JSF Posted September 23, 2018 Posted September 23, 2018 Trying to choose between an eMMC module or a USB Flash drive for the boot volume on a Rock64. I have a few Rock64's that I'm building as various services (Nextcloud, Pi-Hole, VPN, OMV, and/or Netatalk Backup). None of these devices will need large boot volumes as the data will be in secondary (Hard or SSD) Drives or will require VERY little data storage. On the RPi's that the Rock64's are replacing, I've been using USB Flash drives for booting. I get the feeling that an eMMC module is a better choice, but do have any real knowledge. Are the eMMC modules more reliable and less prone to corruption that USB Flash Drives? I do have some 32GB and 64GB eMMC models from Pine64 and am going to try them out shortly. Any thoughts and advice? Thank you all in advance. Armbian ROCKS! 1
tkaiser Posted September 23, 2018 Posted September 23, 2018 13 hours ago, jsfrederick said: Are the eMMC modules more reliable and less prone to corruption that USB Flash Drives? Depends. IMO the vast majority of problems with suddenly dying flash media (SD cards or USB pendrives) is related to fraud flash: flash memory products that fake their capacity so all of a sudden they stop working once the total amount of data written to exceeds the drive's real capacity (see here for a tool to check for this). If you manage to buy genuine flash products (not the brands matter but where you buy -- with eBay, Aliexpress & Co. chances to get fake flash are most probably well above 50%) then there are still huge differences. Pine's cheap FORESEE eMMC modules with low capacity are way slower than the Samsung or SanDisk (Pine and other SBC vendors use for their higher capacity modules). But no idea about reliability since AFAIK all you can do here is to trust and believe since without extensive testing it's impossible to predict longevity of SD cards, eMMC and USB flash storage. My personal take on this is trying to minimize writes to flash storage ('Write Amplifcation' matters here, keeping stuff like logs in RAM and only write them once per hour and so on) When using low-end flash storage preferring media that supports TRIM (that's SD cards and most probably also eMMC supporting ERASE CMD38 -- you can then TRIM them manually from time to time and maybe we get filesystem drivers in Linux that will support TRIM on (e)MMC too in the future) Weighing eMMC with A1 rated SD cards If huge amounts of important data need to be written to the media then always using SSDs that can be queried with SMART. The better ones provide a SMART attribute that indicates how much the storage is already worn out Some more info: https://docs.armbian.com/User-Guide_Getting-Started/#how-to-prepare-a-sd-card https://forum.armbian.com/topic/6444-varlog-file-fills-up-to-100-using-pihole/?do=findComment&comment=50833 https://forum.openmediavault.org/index.php/Thread/24128-Asking-for-a-opinion/?postID=182858#post182858 1
JSF Posted September 23, 2018 Author Posted September 23, 2018 Thanks @tkaiser, appreciate you feedback. I'll review all the links you sent and educate myself. Luckily, other than Pi-hole, none of my use cases need to store data or logs on the flash/eMMC. I'll move everything to the hard disks. I only purchase brand name flash drives from reputable sellers like Amazon. So far, I've had NO issues with the devices I've purchased. Thank you for all the work you do for the Armbian and SBC communities.
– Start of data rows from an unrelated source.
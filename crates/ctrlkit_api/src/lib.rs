//! # ctrlkit API
//!
//! Resource model and list/watch boundary for ctrlkit controllers.
//!
//! This crate provides:
//! - `ObjectMeta` and `ObjectKey` for identifying remote objects
//! - The `Resource` trait every watched kind implements
//! - `WatchEvent`, `ObjectList` and the `ListWatch` client boundary
//! - CBOR framing for watch events
//! - The example `CronTab` resource
//!
//! This is a pure model crate with no I/O operations.

#![deny(unsafe_code)]
#![warn(missing_docs)]

pub mod codec;
mod crontab;
mod error;
mod meta;
mod watch;

pub use crontab::{CronTab, CronTabSpec};
pub use error::{ApiError, ApiResult};
pub use meta::{ObjectKey, ObjectMeta, Resource};
pub use watch::{ListWatch, ObjectList, WatchEvent, WatchPoll, WatchStream};
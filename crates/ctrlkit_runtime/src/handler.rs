//! The pluggable reconciliation function.

use crate::cache::Lister;
use ctrlkit_api::{ApiError, ObjectKey, Resource};
use thiserror::Error;

/// Result type for sync handlers.
pub type SyncResult<T = ()> = Result<T, SyncError>;

/// A failed reconciliation.
#[derive(Error, Debug, Clone, PartialEq, Eq)]
pub enum SyncError {
    /// The key is retried with backoff.
    #[error("{0}")]
    Retry(String),

    /// The key is dropped without retry.
    #[error("permanent: {0}")]
    Permanent(String),
}

impl SyncError {
    /// Creates a retryable error.
    pub fn retry(msg: impl Into<String>) -> Self {
        SyncError::Retry(msg.into())
    }

    /// Creates a permanent error.
    pub fn permanent(msg: impl Into<String>) -> Self {
        SyncError::Permanent(msg.into())
    }

    /// Returns true if the key should be retried.
    pub fn is_retryable(&self) -> bool {
        matches!(self, SyncError::Retry(_))
    }
}

impl From<ApiError> for SyncError {
    fn from(err: ApiError) -> Self {
        match err {
            ApiError::InvalidKey(_) | ApiError::Decode(_) => SyncError::Permanent(err.to_string()),
            _ => SyncError::Retry(err.to_string()),
        }
    }
}

/// Converges the state of one object.
///
/// Handlers receive only the key and read the current object from the
/// cache, so every call sees the latest state no matter how many events
/// were coalesced into it. A key missing from the cache means the object
/// was deleted; handlers should treat that as success once any cleanup is
/// done.
///
/// Calls for different keys run concurrently; the same key is never
/// handled by two workers at once.
///
/// Implemented for every `Fn(&ObjectKey, &Lister<K>) -> SyncResult` closure.
pub trait SyncHandler<K: Resource>: Send + Sync {
    /// Reconciles `key`.
    fn sync(&self, key: &ObjectKey, cache: &Lister<K>) -> SyncResult;
}

impl<K, F> SyncHandler<K> for F
where
    K: Resource,
    F: Fn(&ObjectKey, &Lister<K>) -> SyncResult + Send + Sync,
{
    fn sync(&self, key: &ObjectKey, cache: &Lister<K>) -> SyncResult {
        self(key, cache)
    }
}

#[cfg(test)]
mod tests {
    use super::*;

    #[test]
    fn api_errors_map_to_retry_or_permanent() {
        assert!(SyncError::from(ApiError::Unavailable("down".into())).is_retryable());
        assert!(!SyncError::from(ApiError::InvalidKey("a/b/c".into())).is_retryable());
    }

    #[test]
    fn error_display() {
        assert_eq!(SyncError::retry("image pull").to_string(), "image pull");
        assert_eq!(
            SyncError::permanent("bad spec").to_string(),
            "permanent: bad spec"
        );
    }
}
NicoD Posted September 23, 2018 Posted September 23, 2018 Rock64 uses the same eMMC module as the Odroid's. These are among the best eMMC's. Very fast. I don't think they easily break. They do cost a bit. And the lower capacity ones are a bit slower. I've got 3 of them. 32GB, 64GB and 128GB. Haven't had any problem. Thumb drives I've had much trouble with. Many die quickly. Run too hot. As @tkaiser said. You have to look out very well not to buy crap. But they are cheaper in lower capacity. Make backups if you choose to use flash-drives. Another informative link to a post of tkaiser. The C2 eMMC's are the ones for you.